• HOW TO COMPLETE THIS TASK:
In the records below, find every line that contains "MetricKind" and list it.

• RECORD SET:
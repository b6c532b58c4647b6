//! Tests for metrics integration.
//!
//! Uses `metrics_util::debugging::DebuggingRecorder` to capture and assert
//! on emitted metrics without needing a real exporter.

use std::sync::Arc;
use std::time::Duration;

use async_trait::async_trait;
use metrics_util::MetricKind;
use metrics_util::debugging::{DebugValue, DebuggingRecorder};

use vegvisir::dispatcher::FailoverDispatcher;
use vegvisir::{
    Backend, Generation, ModelCatalog, ModelDescriptor, RecorderSink, ResponseCache, Result,
    RouterError, telemetry,
};

// ============================================================================
// Mock backends
// ============================================================================

struct Answering(ModelDescriptor);

#[async_trait]
impl Backend for Answering {
    fn descriptor(&self) -> &ModelDescriptor {
        &self.0
    }

    fn estimate_tokens(&self, text: &str) -> usize {
        text.len()
    }

    async fn generate(&self, _prompt: &str, _max_tokens: u32) -> Result<Generation> {
        Ok(Generation {
            text: "ok".into(),
            latency: Duration::from_millis(10),
            cost_usd: 0.002,
        })
    }
}

struct TimingOut(ModelDescriptor);

#[async_trait]
impl Backend for TimingOut {
    fn descriptor(&self) -> &ModelDescriptor {
        &self.0
    }

    fn estimate_tokens(&self, text: &str) -> usize {
        text.len()
    }

    async fn generate(&self, _prompt: &str, _max_tokens: u32) -> Result<Generation> {
        Err(RouterError::Timeout(Duration::from_secs(10)))
    }
}

// ============================================================================
// Snapshot type alias for readability
// ============================================================================

type SnapshotVec = Vec<(
    metrics_util::CompositeKey,
    Option<metrics::Unit>,
    Option<metrics::SharedString>,
    DebugValue,
)>;

// ============================================================================
// Helpers
// ============================================================================

/// Sum all counter values matching a given metric name.
fn counter_total(snapshot: &SnapshotVec, name: &str) -> u64 {
    snapshot
        .iter()
        .filter(|(key, _, _, _)| key.kind() == MetricKind::Counter && key.key().name() == name)
        .map(|(_, _, _, value)| match value {
            DebugValue::Counter(v) => *v,
            _ => 0,
        })
        .sum()
}

/// Sum counter values matching a name and a label pair.
fn counter_with_label(snapshot: &SnapshotVec, name: &str, label: &str, value: &str) -> u64 {
    snapshot
        .iter()
        .filter(|(key, _, _, _)| {
            key.kind() == MetricKind::Counter
                && key.key().name() == name
                && key
                    .key()
                    .labels()
                    .any(|l| l.key() == label && l.value() == value)
        })
        .map(|(_, _, _, v)| match v {
            DebugValue::Counter(c) => *c,
            _ => 0,
        })
        .sum()
}

/// Check if any histogram entries exist for a given metric name.
fn has_histogram(snapshot: &SnapshotVec, name: &str) -> bool {
    snapshot
        .iter()
        .any(|(key, _, _, _)| key.kind() == MetricKind::Histogram && key.key().name() == name)
}

fn dispatcher(backends: Vec<Arc<dyn Backend>>) -> FailoverDispatcher {
    FailoverDispatcher::new(
        Arc::new(ModelCatalog::default()),
        backends,
        Arc::new(ResponseCache::default()),
        Arc::new(RecorderSink),
    )
    .unwrap()
}

fn local() -> ModelDescriptor {
    ModelDescriptor::local("local_gpt2", "Local", 1)
}

fn gpt4() -> ModelDescriptor {
    ModelDescriptor::remote("gpt-4", "GPT-4", 0.03 / 1000.0, 8192, 3)
}

// ============================================================================
// Tests
// ============================================================================

/// Runs async code within a local recorder scope on the multi-thread runtime.
///
/// `block_in_place` ensures the sync `with_local_recorder` closure stays
/// on the current thread while `block_on` drives the inner async work.
#[tokio::test(flavor = "multi_thread", worker_threads = 1)]
async fn successful_request_records_metrics() {
    let recorder = DebuggingRecorder::new();
    let snapshotter = recorder.snapshotter();

    let result = metrics::with_local_recorder(&recorder, || {
        tokio::task::block_in_place(|| {
            tokio::runtime::Handle::current().block_on(async {
                let dispatcher = dispatcher(vec![
                    Arc::new(Answering(gpt4())),
                    Arc::new(Answering(local())),
                ]);
                dispatcher.generate("gpt-4", "p", "q", 16).await
            })
        })
    });
    assert_eq!(result.backend_id, "gpt-4");

    let snapshot = snapshotter.snapshot().into_vec();

    assert_eq!(counter_total(&snapshot, telemetry::QUERIES_TOTAL), 1);
    assert_eq!(
        counter_with_label(&snapshot, telemetry::REQUESTS_TOTAL, "status", "ok"),
        1
    );
    assert_eq!(counter_total(&snapshot, telemetry::CACHE_MISSES_TOTAL), 1);
    assert!(has_histogram(&snapshot, telemetry::REQUEST_DURATION_SECONDS));
    assert!(has_histogram(&snapshot, telemetry::ANSWER_LATENCY_SECONDS));
    assert!(has_histogram(&snapshot, telemetry::REQUEST_COST_USD));
    assert_eq!(counter_total(&snapshot, telemetry::FAILOVERS_TOTAL), 0);
}

#[tokio::test(flavor = "multi_thread", worker_threads = 1)]
async fn failover_records_failure_kind() {
    let recorder = DebuggingRecorder::new();
    let snapshotter = recorder.snapshotter();

    let result = metrics::with_local_recorder(&recorder, || {
        tokio::task::block_in_place(|| {
            tokio::runtime::Handle::current().block_on(async {
                let dispatcher = dispatcher(vec![
                    Arc::new(TimingOut(gpt4())),
                    Arc::new(Answering(local())),
                ]);
                dispatcher.generate("gpt-4", "p", "q", 16).await
            })
        })
    });
    assert_eq!(result.backend_id, "local_gpt2");

    let snapshot = snapshotter.snapshot().into_vec();

    assert_eq!(
        counter_with_label(&snapshot, telemetry::BACKEND_FAILURES_TOTAL, "kind", "timeout"),
        1
    );
    assert_eq!(
        counter_with_label(&snapshot, telemetry::FAILOVERS_TOTAL, "backend", "local_gpt2"),
        1
    );
    assert_eq!(counter_total(&snapshot, telemetry::REQUESTS_TOTAL), 2);
    // local backends carry no cost
    assert!(!has_histogram(&snapshot, telemetry::REQUEST_COST_USD));
}

#[tokio::test(flavor = "multi_thread", worker_threads = 1)]
async fn exhaustion_records_fallback() {
    let recorder = DebuggingRecorder::new();
    let snapshotter = recorder.snapshotter();

    let result = metrics::with_local_recorder(&recorder, || {
        tokio::task::block_in_place(|| {
            tokio::runtime::Handle::current().block_on(async {
                let dispatcher = dispatcher(vec![Arc::new(TimingOut(local()))]);
                dispatcher.generate("local_gpt2", "p", "q", 16).await
            })
        })
    });
    assert!(result.is_fallback());

    let snapshot = snapshotter.snapshot().into_vec();
    assert_eq!(counter_total(&snapshot, telemetry::FALLBACK_RESPONSES_TOTAL), 1);
    // the recheck before falling back is not a second miss
    assert_eq!(counter_total(&snapshot, telemetry::CACHE_MISSES_TOTAL), 1);
    assert_eq!(counter_total(&snapshot, telemetry::CACHE_HITS_TOTAL), 0);
    assert_eq!(
        counter_with_label(&snapshot, telemetry::REQUESTS_TOTAL, "status", "error"),
        1
    );
}

#[tokio::test(flavor = "multi_thread", worker_threads = 1)]
async fn cache_hits_and_invalidations_are_counted() {
    let recorder = DebuggingRecorder::new();
    let snapshotter = recorder.snapshotter();

    metrics::with_local_recorder(&recorder, || {
        tokio::task::block_in_place(|| {
            tokio::runtime::Handle::current().block_on(async {
                let dispatcher = dispatcher(vec![Arc::new(Answering(local()))]);
                dispatcher.generate("local_gpt2", "p", "q", 16).await;
                dispatcher.generate("local_gpt2", "p", "q", 16).await;
                dispatcher.cache().bump_and_clear();
            })
        })
    });

    let snapshot = snapshotter.snapshot().into_vec();
    assert_eq!(counter_total(&snapshot, telemetry::CACHE_MISSES_TOTAL), 1);
    assert_eq!(counter_total(&snapshot, telemetry::CACHE_HITS_TOTAL), 1);
    assert_eq!(counter_total(&snapshot, telemetry::CACHE_INVALIDATIONS_TOTAL), 1);
}

#[tokio::test]
async fn metrics_are_noop_without_recorder() {
    // Verify no panics when no recorder is installed.
    let dispatcher = dispatcher(vec![Arc::new(Answering(local()))]);
    let result = dispatcher.generate("local_gpt2", "p", "q", 16).await;
    assert_eq!(result.text, "ok");
}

• EXPECTED OUTPUT:
use metrics_util::MetricKind;
        .filter(|(key, _, _, _)| key.kind() == MetricKind::Counter && key.key().name() == name)
            key.kind() == MetricKind::Counter
        .any(|(key, _, _, _)| key.kind() == MetricKind::Histogram && key.key().name() == name)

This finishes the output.